Infusion mash at 150F in 2 gal water for 60 min:
1lb 2 row
1lb smoked malt
8oz black malt
6oz roasted barley
8oz flaked barley

Drain, then "sparge" with 1 gal at 170F (pour water through bag)

0.75oz Fuggles at 60 min
0.25oz Fuggles at 15 min

3 lb light DME at 10 min
 
Oh and this is a 2.75 gal batch, going to use Nottingham yeast. Stats using 60% efficiency:

OG: 1.071
FG: 1.016
ABV: 7.24%
IBU: 34.56
SRM: 40.00
 
I went ahead and did this. Ended up with OG at 1.064, so roughly 55% efficiency. I mashed in at 152. It dropped to 146 in 30 minutes and I brought it back up to 150 slowly over the next 30 minutes.

I'm guessing the large volume of water used for mashing may have been the reason I have low efficiency? I ended up using 10 quarts of water for 3.5 pounds of grain because I needed that much to cover the bag.

The other possibility seems to be that my sparging was wimpy and there was significant residual sugars in the water absorbed by the grain. I just sort of poured the water over the bag when it was hanging and squeezed slightly after a couple of minutes.
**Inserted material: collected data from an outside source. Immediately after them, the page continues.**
//! Predicate model produced by method-name parsing.
//!
//! # Invariants
//! - `Predicate::property_path` is never empty.
//! - A `PredicateSet` holds exactly `predicates.len() - 1` connectors, or none
//!   when it has zero or one predicate.

use crate::model::mapping::PropertyType;
use serde::Serialize;
use std::fmt::{Display, Formatter};

/// Keyword joining two predicates in a method name.
#[derive(Debug, Clone, Copy, PartialEq, Eq, Hash, Serialize)]
#[serde(rename_all = "snake_case")]
pub enum Connector {
    /// Conjunction (`And`), the only supported connector.
    And,
    /// Alternation (`Or`).
    Or,
}

impl Connector {
    pub fn keyword(self) -> &'static str {
        match self {
            Self::And => "And",
            Self::Or => "Or",
        }
    }

    pub fn from_keyword(value: &str) -> Option<Self> {
        match value {
            "And" => Some(Self::And),
            "Or" => Some(Self::Or),
            _ => None,
        }
    }
}

impl Display for Connector {
    fn fmt(&self, f: &mut Formatter<'_>) -> std::fmt::Result {
        f.write_str(self.keyword())
    }
}

/// Leading verb of a method name.
#[derive(Debug, Clone, PartialEq, Eq, Hash, Serialize)]
#[serde(rename_all = "snake_case")]
pub enum Verb {
    Find,
    Read,
    Get,
    Query,
    Stream,
    Count,
    Exists,
    /// Any other leading keyword, e.g. `delete` or `remove`.
    Other(String),
}

impl Verb {
    pub fn from_keyword(value: &str) -> Self {
        match value {
            "find" => Self::Find,
            "read" => Self::Read,
            "get" => Self::Get,
            "query" => Self::Query,
            "stream" => Self::Stream,
            "count" => Self::Count,
            "exists" => Self::Exists,
            other => Self::Other(other.to_string()),
        }
    }

    pub fn keyword(&self) -> &str {
        match self {
            Self::Find => "find",
            Self::Read => "read",
            Self::Get => "get",
            Self::Query => "query",
            Self::Stream => "stream",
            Self::Count => "count",
            Self::Exists => "exists",
            Self::Other(value) => value.as_str(),
        }
    }
}

impl Display for Verb {
    fn fmt(&self, f: &mut Formatter<'_>) -> std::fmt::Result {
        f.write_str(self.keyword())
    }
}

/// One equality condition derived from a method name.
#[derive(Debug, Clone, PartialEq, Eq, Serialize)]
pub struct Predicate {
    property_path: Vec<String>,
    leaf_type: PropertyType,
    owning_type: String,
}

impl Predicate {
    /// Creates a predicate; returns `None` for an empty path.
    pub fn new(
        property_path: Vec<String>,
        leaf_type: PropertyType,
        owning_type: impl Into<String>,
    ) -> Option<Self> {
        if property_path.is_empty() {
            return None;
        }
        Some(Self {
            property_path,
            leaf_type,
            owning_type: owning_type.into(),
        })
    }

    pub fn property_path(&self) -> &[String] {
        &self.property_path
    }

    /// First path segment; names the root-level property the predicate uses.
    pub fn segment(&self) -> &str {
        self.property_path[0].as_str()
    }

    /// Last path segment.
    pub fn leaf_name(&self) -> &str {
        self.property_path[self.property_path.len() - 1].as_str()
    }

    pub fn leaf_type(&self) -> &PropertyType {
        &self.leaf_type
    }

    pub fn owning_type(&self) -> &str {
        self.owning_type.as_str()
    }

    /// Dotted form of the path, e.g. `animal.nickName`.
    pub fn dotted_path(&self) -> String {
        self.property_path.join(".")
    }
}

/// Ordered predicates parsed from one method name.
#[derive(Debug, Clone, PartialEq, Eq, Serialize)]
pub struct PredicateSet {
    verb: Verb,
    subject: Option<String>,
    predicates: Vec<Predicate>,
    connectors: Vec<Connector>,
}

impl PredicateSet {
    pub(crate) fn new(
        verb: Verb,
        subject: Option<String>,
        predicates: Vec<Predicate>,
        connectors: Vec<Connector>,
    ) -> Self {
        debug_assert!(
            connectors.len() + 1 == predicates.len() || (predicates.is_empty() && connectors.is_empty())
        );
        Self {
            verb,
            subject,
            predicates,
            connectors,
        }
    }

    pub fn verb(&self) -> &Verb {
        &self.verb
    }

    /// Ignored returned-type qualifier between verb and `By`, e.g. `Distinct`.
    pub fn subject(&self) -> Option<&str> {
        self.subject.as_deref()
    }

    pub fn predicates(&self) -> &[Predicate] {
        &self.predicates
    }

    /// Connectors in declaration order, one between each predicate pair.
    pub fn connectors(&self) -> &[Connector] {
        &self.connectors
    }

    /// The connector shared by all predicates; `None` for zero or one predicate.
    pub fn connector(&self) -> Option<Connector> {
        self.connectors.first().copied()
    }

    pub fn len(&self) -> usize {
        self.predicates.len()
    }

    pub fn is_empty(&self) -> bool {
        self.predicates.is_empty()
    }
}
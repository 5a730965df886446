//! Read-only verb classification.

use crate::model::predicate::Verb;
use crate::query::error::QueryViolation;

/// Returns whether `verb` only reads data.
pub fn is_read_only(verb: &Verb) -> bool {
    !matches!(verb, Verb::Other(_))
}

/// Rejects every verb outside `find|read|get|query|stream|count|exists`.
pub fn classify(verb: &Verb) -> Result<(), QueryViolation> {
    if is_read_only(verb) {
        return Ok(());
    }
    Err(QueryViolation::UnsupportedModifyingQuery(
        verb.keyword().to_string(),
    ))
}
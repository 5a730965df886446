//! Predicate-set validator stages.
//!
//! # Responsibility
//! - Enforce the connector, aggregate-boundary, column-leaf and arity rules
//!   on a parsed `PredicateSet`.
//!
//! # Invariants
//! - Stages are pure filters: they pass the set through untouched or fail.
//! - `validate_predicates` runs the stages in a fixed order and reports the
//!   first failure only.

use crate::model::mapping::MappingContext;
use crate::model::predicate::{Connector, PredicateSet};
use crate::query::error::QueryViolation;

/// Maximum number of predicates one derived method may declare.
pub const MAX_PREDICATES: usize = 2;

/// Rejects any connector other than `And`, including `And`/`Or` mixes.
pub fn check_connectors(set: &PredicateSet) -> Result<(), QueryViolation> {
    match set
        .connectors()
        .iter()
        .find(|connector| **connector != Connector::And)
    {
        Some(connector) => Err(QueryViolation::UnsupportedConnector(*connector)),
        None => Ok(()),
    }
}

/// Rejects predicates that reach outside the aggregate.
///
/// A property passes only when it is named directly on `root` and its owning
/// type is `root` or one of `root`'s supertypes. Any path through a child
/// entity fails, even when the leaf is declared on a supertype the child
/// shares with `root`.
pub fn check_aggregate_boundary(
    set: &PredicateSet,
    mapping: &MappingContext,
    root: &str,
) -> Result<(), QueryViolation> {
    for predicate in set.predicates() {
        if predicate.property_path().len() > 1 {
            let child = mapping
                .property(root, predicate.segment())
                .and_then(|property| property.ty().entity_name())
                .unwrap_or(predicate.owning_type());
            return Err(QueryViolation::CrossAggregate {
                property: predicate.dotted_path(),
                owning_type: child.to_string(),
                root: root.to_string(),
            });
        }
        if !mapping.is_assignable_from(predicate.owning_type(), root) {
            return Err(QueryViolation::CrossAggregate {
                property: predicate.dotted_path(),
                owning_type: predicate.owning_type().to_string(),
                root: root.to_string(),
            });
        }
    }
    Ok(())
}

/// Rejects predicates on entity-typed properties; children are joined, not
/// stored as a root column.
pub fn check_column_leaves(set: &PredicateSet) -> Result<(), QueryViolation> {
    match set
        .predicates()
        .iter()
        .find(|predicate| predicate.leaf_type().entity_name().is_some())
    {
        Some(predicate) => Err(QueryViolation::EntityValuedProperty(
            predicate.dotted_path(),
        )),
        None => Ok(()),
    }
}

pub fn check_arity(set: &PredicateSet) -> Result<(), QueryViolation> {
    if set.len() > MAX_PREDICATES {
        return Err(QueryViolation::TooManyPredicates {
            count: set.len(),
            max: MAX_PREDICATES,
        });
    }
    Ok(())
}

pub fn check_not_empty(set: &PredicateSet) -> Result<(), QueryViolation> {
    if set.is_empty() {
        return Err(QueryViolation::EmptyQuery);
    }
    Ok(())
}

/// Runs connector, boundary, column-leaf, arity and emptiness checks in that
/// order.
pub fn validate_predicates(
    set: &PredicateSet,
    mapping: &MappingContext,
    root: &str,
) -> Result<(), QueryViolation> {
    check_connectors(set)?;
    check_aggregate_boundary(set, mapping, root)?;
    check_column_leaves(set)?;
    check_arity(set)?;
    check_not_empty(set)
}

#[cfg(test)]
mod tests {
    use super::{validate_predicates, MAX_PREDICATES};
    use crate::model::mapping::{EntityType, MappingContext, PropertyType, ScalarType};
    use crate::query::error::QueryViolation;
    use crate::query::parser::parse;

    fn mapping() -> MappingContext {
        MappingContext::from_entities(vec![
            EntityType::new("Auditable", "id")
                .with_property("id", ScalarType::Integer)
                .with_property("createdBy", ScalarType::Text),
            EntityType::new("Person", "id")
                .extending("Auditable")
                .with_property("firstName", ScalarType::Text)
                .with_property("lastName", ScalarType::Text)
                .with_property("email", ScalarType::Text)
                .with_property("animal", PropertyType::entity("Animal")),
            EntityType::new("Animal", "id")
                .extending("Auditable")
                .with_property("nickName", ScalarType::Text),
        ])
        .expect("valid mapping")
    }

    fn validate(method: &str) -> Result<(), QueryViolation> {
        let context = mapping();
        let set = parse(method, &context, "Person").expect("parse");
        validate_predicates(&set, &context, "Person")
    }

    #[test]
    fn accepts_root_and_inherited_properties() {
        validate("findByFirstName").expect("root property");
        validate("findByCreatedByAndLastName").expect("inherited property");
    }

    #[test]
    fn rejects_child_entity_property() {
        let err = validate("findByAnimalNickName").expect_err("cross aggregate");
        assert_eq!(
            err,
            QueryViolation::CrossAggregate {
                property: "animal.nickName".to_string(),
                owning_type: "Animal".to_string(),
                root: "Person".to_string(),
            }
        );
    }

    #[test]
    fn rejects_child_path_to_shared_supertype_property() {
        let err = validate("findByAnimalCreatedBy").expect_err("path through child");
        assert_eq!(
            err,
            QueryViolation::CrossAggregate {
                property: "animal.createdBy".to_string(),
                owning_type: "Animal".to_string(),
                root: "Person".to_string(),
            }
        );
    }

    #[test]
    fn rejects_entity_typed_property() {
        let err = validate("findByAnimal").expect_err("entity leaf");
        assert_eq!(
            err,
            QueryViolation::EntityValuedProperty("animal".to_string())
        );
    }

    #[test]
    fn connector_check_runs_before_arity() {
        let err = validate("findByFirstNameOrLastNameAndEmail").expect_err("or is unsupported");
        assert!(matches!(err, QueryViolation::UnsupportedConnector(_)));
    }

    #[test]
    fn boundary_check_runs_before_arity() {
        let err = validate("findByFirstNameAndLastNameAndAnimalNickName")
            .expect_err("cross aggregate wins");
        assert!(matches!(err, QueryViolation::CrossAggregate { .. }));
    }

    #[test]
    fn rejects_more_than_max_predicates() {
        let err = validate("findByFirstNameAndLastNameAndEmail").expect_err("too many");
        assert_eq!(
            err,
            QueryViolation::TooManyPredicates {
                count: 3,
                max: MAX_PREDICATES,
            }
        );
    }

    #[test]
    fn rejects_empty_predicate_set() {
        let err = validate("findAll").expect_err("empty");
        assert_eq!(err, QueryViolation::EmptyQuery);
    }
}
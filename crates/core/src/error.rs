use serde::Serialize;

use crate::types::ItemId;

/// A single rule violation on one field of a candidate record.
#[derive(Debug, Clone, PartialEq, Eq, Serialize)]
pub struct FieldError {
    pub field: String,
    pub message: String,
}

impl FieldError {
    pub fn new(field: impl Into<String>, message: impl Into<String>) -> Self {
        Self {
            field: field.into(),
            message: message.into(),
        }
    }
}

#[derive(Debug, thiserror::Error)]
pub enum CoreError {
    #[error("Entity not found: {entity} with id {id}")]
    NotFound { entity: &'static str, id: ItemId },

    /// One or more fields violated the validation rule set.
    #[error("Validation failed: {}", summarize(.0))]
    InvalidFields(Vec<FieldError>),
}

fn summarize(errors: &[FieldError]) -> String {
    errors
        .iter()
        .map(|e| format!("{}: {}", e.field, e.message))
        .collect::<Vec<_>>()
        .join("; ")
}
use std::str::FromStr;

/// A configuration variable held a value that could not be parsed.
#[derive(Debug, thiserror::Error)]
#[error("{var} must be a valid {expected}, got '{value}'")]
pub struct ConfigError {
    pub var: &'static str,
    pub value: String,
    pub expected: &'static str,
}

/// Server configuration loaded from environment variables.
///
/// All fields have sensible defaults suitable for local development.
/// In production, override via environment variables.
#[derive(Debug, Clone)]
pub struct ServerConfig {
    /// Bind address (default: `0.0.0.0`).
    pub host: String,
    /// Bind port (default: `3000`).
    pub port: u16,
    /// Allowed CORS origins, parsed from comma-separated `CORS_ORIGINS` env var.
    pub cors_origins: Vec<String>,
    /// HTTP request timeout in seconds (default: `30`).
    pub request_timeout_secs: u64,
    /// Upper bound on pooled database connections (default: `10`).
    pub db_max_connections: u32,
}

impl ServerConfig {
    /// Load configuration from environment variables with defaults.
    ///
    /// | Env Var                | Default                    |
    /// |------------------------|----------------------------|
    /// | `HOST`                 | `0.0.0.0`                  |
    /// | `PORT`                 | `3000`                     |
    /// | `CORS_ORIGINS`         | `http://localhost:5173`    |
    /// | `REQUEST_TIMEOUT_SECS` | `30`                       |
    /// | `DB_MAX_CONNECTIONS`   | `10`                       |
    pub fn from_env() -> Result<Self, ConfigError> {
        Self::from_lookup(|var| std::env::var(var).ok())
    }

    /// Build a configuration from an arbitrary variable source.
    pub fn from_lookup(lookup: impl Fn(&str) -> Option<String>) -> Result<Self, ConfigError> {
        let host = lookup("HOST").unwrap_or_else(|| "0.0.0.0".into());

        let port = parse_var(&lookup, "PORT", 3000, "u16")?;

        let cors_origins: Vec<String> = lookup("CORS_ORIGINS")
            .unwrap_or_else(|| "http://localhost:5173".into())
            .split(',')
            .map(|s| s.trim().to_string())
            .filter(|s| !s.is_empty())
            .collect();

        let request_timeout_secs = parse_var(&lookup, "REQUEST_TIMEOUT_SECS", 30, "u64")?;
        let db_max_connections = parse_var(&lookup, "DB_MAX_CONNECTIONS", 10, "u32")?;

        Ok(Self {
            host,
            port,
            cors_origins,
            request_timeout_secs,
            db_max_connections,
        })
    }
}

fn parse_var<T: FromStr>(
    lookup: &impl Fn(&str) -> Option<String>,
    var: &'static str,
    default: T,
    expected: &'static str,
) -> Result<T, ConfigError> {
    match lookup(var) {
        None => Ok(default),
        Some(value) => value.trim().parse().map_err(|_| ConfigError {
            var,
            value,
            expected,
        }),
    }
}
#![allow(dead_code)]

use std::sync::Arc;

use axum::body::Body;
use axum::http::{Method, Request, Response};
use axum::Router;
use http_body_util::BodyExt;
use sqlx::PgPool;
use tower::ServiceExt;

use stockroom_api::config::ServerConfig;
use stockroom_api::router::build_app_router;
use stockroom_api::state::AppState;

/// Build a test `ServerConfig` with safe defaults.
///
/// Uses `http://localhost:5173` as CORS origin (matching the dev default)
/// and a 30-second request timeout.
pub fn test_config() -> ServerConfig {
    ServerConfig {
        host: "127.0.0.1".to_string(),
        port: 0,
        cors_origins: vec!["http://localhost:5173".to_string()],
        request_timeout_secs: 30,
        db_max_connections: 5,
    }
}

/// Build the full application router with all middleware layers, using the
/// given database pool.
pub fn build_test_app(pool: PgPool) -> Router {
    let config = test_config();
    let state = AppState {
        pool,
        config: Arc::new(config.clone()),
    };
    build_app_router(state, &config)
}

// ---------------------------------------------------------------------------
// Request helpers
// ---------------------------------------------------------------------------

pub async fn send(app: Router, request: Request<Body>) -> Response<Body> {
    app.oneshot(request).await.unwrap()
}

pub async fn get(app: Router, uri: &str) -> Response<Body> {
    let request = Request::builder()
        .method(Method::GET)
        .uri(uri)
        .body(Body::empty())
        .unwrap();
    send(app, request).await
}

pub async fn delete(app: Router, uri: &str) -> Response<Body> {
    let request = Request::builder()
        .method(Method::DELETE)
        .uri(uri)
        .body(Body::empty())
        .unwrap();
    send(app, request).await
}

pub async fn post_json(app: Router, uri: &str, body: serde_json::Value) -> Response<Body> {
    json_request(app, Method::POST, uri, body).await
}

pub async fn put_json(app: Router, uri: &str, body: serde_json::Value) -> Response<Body> {
    json_request(app, Method::PUT, uri, body).await
}

async fn json_request(
    app: Router,
    method: Method,
    uri: &str,
    body: serde_json::Value,
) -> Response<Body> {
    let request = Request::builder()
        .method(method)
        .uri(uri)
        .header("content-type", "application/json")
        .body(Body::from(body.to_string()))
        .unwrap();
    send(app, request).await
}

/// Collect a response body and parse it as JSON.
pub async fn body_json(response: Response<Body>) -> serde_json::Value {
    let bytes = response.into_body().collect().await.unwrap().to_bytes();
    serde_json::from_slice(&bytes).unwrap()
}
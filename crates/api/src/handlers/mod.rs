//! Request handlers.
//!
//! Each submodule provides async handler functions for one resource.
//! Handlers delegate to the corresponding repository in `stockroom_db` and
//! map errors via [`AppError`](crate::error::AppError).

pub mod items;
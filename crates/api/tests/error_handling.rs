//! Tests for `AppError` → HTTP response mapping.
//!
//! These call `IntoResponse` directly on `AppError` values; no server or
//! database is involved.

use axum::http::StatusCode;
use axum::response::IntoResponse;
use http_body_util::BodyExt;
use stockroom_api::error::AppError;
use stockroom_core::error::{CoreError, FieldError};
use stockroom_core::types::ItemId;
use stockroom_db::repositories::ItemWriteError;

/// Helper: convert an `AppError` into its status code and parsed JSON body.
async fn error_to_response(err: AppError) -> (StatusCode, serde_json::Value) {
    let response = err.into_response();
    let status = response.status();
    let bytes = response.into_body().collect().await.unwrap().to_bytes();
    let json: serde_json::Value = serde_json::from_slice(&bytes).unwrap();
    (status, json)
}

// ---------------------------------------------------------------------------
// Test: CoreError::NotFound maps to 404 with NOT_FOUND code
// ---------------------------------------------------------------------------

#[tokio::test]
async fn not_found_error_returns_404() {
    let id = ItemId::nil();
    let err = AppError::Core(CoreError::NotFound { entity: "Item", id });

    let (status, json) = error_to_response(err).await;

    assert_eq!(status, StatusCode::NOT_FOUND);
    assert_eq!(json["code"], "NOT_FOUND");
    assert_eq!(json["message"], format!("Item with id {id} not found"));
    assert_eq!(json["error"], json["message"]);
}

// ---------------------------------------------------------------------------
// Test: CoreError::InvalidFields maps to 400 and lists every field
// ---------------------------------------------------------------------------

#[tokio::test]
async fn invalid_fields_return_400_with_errors_array() {
    let err = AppError::Core(CoreError::InvalidFields(vec![
        FieldError::new("name", "Name is required"),
        FieldError::new("quantity", "Quantity cannot be negative"),
    ]));

    let (status, json) = error_to_response(err).await;

    assert_eq!(status, StatusCode::BAD_REQUEST);
    assert_eq!(json["code"], "VALIDATION_ERROR");
    assert_eq!(json["message"], "Validation failed");
    assert_eq!(
        json["errors"],
        serde_json::json!([
            {"field": "name", "message": "Name is required"},
            {"field": "quantity", "message": "Quantity cannot be negative"},
        ])
    );
}

// ---------------------------------------------------------------------------
// Test: duplicate SKU surfaces as a field error on `sku`
// ---------------------------------------------------------------------------

#[tokio::test]
async fn duplicate_sku_returns_400_on_sku_field() {
    let err = AppError::from(ItemWriteError::DuplicateSku("CB-100".into()));

    let (status, json) = error_to_response(err).await;

    assert_eq!(status, StatusCode::BAD_REQUEST);
    assert_eq!(json["errors"][0]["field"], "sku");
    assert_eq!(json["errors"][0]["message"], "SKU already exists");
}

// ---------------------------------------------------------------------------
// Test: AppError::BadRequest maps to 400 with BAD_REQUEST code
// ---------------------------------------------------------------------------

#[tokio::test]
async fn bad_request_error_returns_400() {
    let err = AppError::BadRequest("invalid field value".into());

    let (status, json) = error_to_response(err).await;

    assert_eq!(status, StatusCode::BAD_REQUEST);
    assert_eq!(json["code"], "BAD_REQUEST");
    assert_eq!(json["message"], "invalid field value");
    assert!(json.get("errors").is_none());
}

// ---------------------------------------------------------------------------
// Test: database errors map to 500 and sanitize the message
// ---------------------------------------------------------------------------

#[tokio::test]
async fn database_error_returns_500_and_sanitizes_message() {
    let err = AppError::Database(sqlx::Error::PoolTimedOut);

    let (status, json) = error_to_response(err).await;

    assert_eq!(status, StatusCode::INTERNAL_SERVER_ERROR);
    assert_eq!(json["code"], "INTERNAL_ERROR");
    assert_eq!(json["message"], "An internal error occurred");
}

#[tokio::test]
async fn row_not_found_returns_404() {
    let err = AppError::Database(sqlx::Error::RowNotFound);

    let (status, json) = error_to_response(err).await;

    assert_eq!(status, StatusCode::NOT_FOUND);
    assert_eq!(json["code"], "NOT_FOUND");
}
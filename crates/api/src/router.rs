//! Shared application router builder.
//!
//! Provides [`build_app_router`] so both the production binary (`main.rs`)
//! and integration tests (`tests/common/mod.rs`) use the exact same
//! middleware stack.

use std::time::Duration;

use axum::http::header::CONTENT_TYPE;
use axum::http::{HeaderName, Method, StatusCode};
use axum::Router;
use tower_http::catch_panic::CatchPanicLayer;
use tower_http::cors::CorsLayer;
use tower_http::request_id::{MakeRequestUuid, PropagateRequestIdLayer, SetRequestIdLayer};
use tower_http::timeout::TimeoutLayer;
use tower_http::trace::{DefaultMakeSpan, DefaultOnResponse, TraceLayer};
use tracing::Level;

use crate::config::ServerConfig;
use crate::routes;
use crate::state::AppState;

/// Build the full application [`Router`] with all middleware layers.
///
/// The middleware stack is applied bottom-up:
///
/// 1. CORS
/// 2. Set request ID on incoming requests
/// 3. Structured request/response tracing
/// 4. Propagate request ID to response
/// 5. Request timeout
/// 6. Panic recovery (catch panics, return 500)
pub fn build_app_router(state: AppState, config: &ServerConfig) -> Router {
    let cors = build_cors_layer(config);
    let request_id_header = HeaderName::from_static("x-request-id");

    Router::new()
        // Health check at root level (not under /api).
        .merge(routes::health::router())
        .nest("/api", routes::api_routes())
        .layer(CatchPanicLayer::new())
        .layer(TimeoutLayer::with_status_code(
            StatusCode::REQUEST_TIMEOUT,
            Duration::from_secs(config.request_timeout_secs),
        ))
        .layer(PropagateRequestIdLayer::new(request_id_header.clone()))
        .layer(
            TraceLayer::new_for_http()
                .make_span_with(DefaultMakeSpan::new().level(Level::INFO))
                .on_response(DefaultOnResponse::new().level(Level::INFO)),
        )
        .layer(SetRequestIdLayer::new(request_id_header, MakeRequestUuid))
        .layer(cors)
        .with_state(state)
}

/// Build the CORS middleware layer from server configuration.
///
/// Panics at startup if any configured origin is invalid; misconfiguration
/// should fail fast.
pub fn build_cors_layer(config: &ServerConfig) -> CorsLayer {
    let origins: Vec<_> = config
        .cors_origins
        .iter()
        .map(|o| {
            o.parse()
                .unwrap_or_else(|e| panic!("Invalid CORS origin '{o}': {e}"))
        })
        .collect();

    CorsLayer::new()
        .allow_origin(origins)
        .allow_methods([Method::GET, Method::POST, Method::PUT, Method::DELETE])
        .allow_headers([CONTENT_TYPE])
        .max_age(Duration::from_secs(3600))
}
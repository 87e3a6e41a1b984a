//! Repository layer.
//!
//! Each repository is a zero-sized struct providing async CRUD methods
//! that accept `&PgPool` as the first argument.

pub mod item_repo;

pub use item_repo::{ItemRepo, ItemWriteError};
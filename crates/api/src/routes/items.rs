//! Route definitions for the item resource.

use axum::routing::get;
use axum::Router;

use crate::handlers::items;
use crate::state::AppState;

/// Item routes mounted at `/api/items`.
///
/// ```text
/// GET    /       -> list
/// POST   /       -> create
/// GET    /{id}   -> get_by_id
/// PUT    /{id}   -> update
/// DELETE /{id}   -> delete
/// ```
pub fn router() -> Router<AppState> {
    Router::new()
        .route("/", get(items::list).post(items::create))
        .route(
            "/{id}",
            get(items::get_by_id)
                .put(items::update)
                .delete(items::delete),
        )
}
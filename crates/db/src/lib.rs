//! Persistence layer for Stockroom: connection pool, migrations, models and
//! repositories over PostgreSQL.

use sqlx::postgres::PgPoolOptions;

pub mod models;
pub mod repositories;

pub type DbPool = sqlx::PgPool;

/// Create a connection pool from a database URL.
pub async fn create_pool(database_url: &str, max_connections: u32) -> Result<DbPool, sqlx::Error> {
    PgPoolOptions::new()
        .max_connections(max_connections)
        .connect(database_url)
        .await
}

/// Round-trip a trivial query to confirm the database is reachable.
pub async fn health_check(pool: &DbPool) -> Result<(), sqlx::Error> {
    sqlx::query("SELECT 1").execute(pool).await?;
    Ok(())
}

/// Apply the embedded migrations from `crates/db/migrations`.
pub async fn run_migrations(pool: &DbPool) -> Result<(), sqlx::migrate::MigrateError> {
    sqlx::migrate!("./migrations").run(pool).await
}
Still, it should make a nice stout at 6.5%ABV. Smell is pretty good and taste isn't bad but the body seems very light. I may add some maltodextrin at bottling if it's too thin then.
 
I have brewing all grain BIAB for about a year now. For a 2.5 gal batch at around 7% ABV I actually plug in the numbers for a 3 gal batch ( more trub with BIAB) and I use approx. 8 lbs of grain and plan for an efficiency of 65%. I figure about 2 qts for grain absorption loss and about 1 gal per hour boil off loss. I usually leave 2 qts or so in the pot after the boil so as not to add trub to fermenter, hence the 3 gal recipe.
I have learned to sparge by dunking the bag in 6 qts of 170 F water for 10 min which I then add to the boil water.
My actual efficiency has gone up to 80+% by doing this. I just get a stronger beer but only by 1% or so, which I don't mind.
I also mash over the burner and adjust the heat to maintain the mash temp.
Yours will probably end up drier than you wanted but stick it out and see how it tastes once bottled and given a month. Worst case you learn something. All my batch failures were extremely valuable because I kept detailed records of the entire process.
 
Thanks, I've tracked it and it ended up at an FG of 1.012. I'm going to let it bulk condition another couple of weeks, but I think I will be adding maltodextrin to this one to up the mouthfeel. It's nice and smoky/roasted tasting (actually with a twinge of sweetness somehow!), but the mouthfeel is very thin.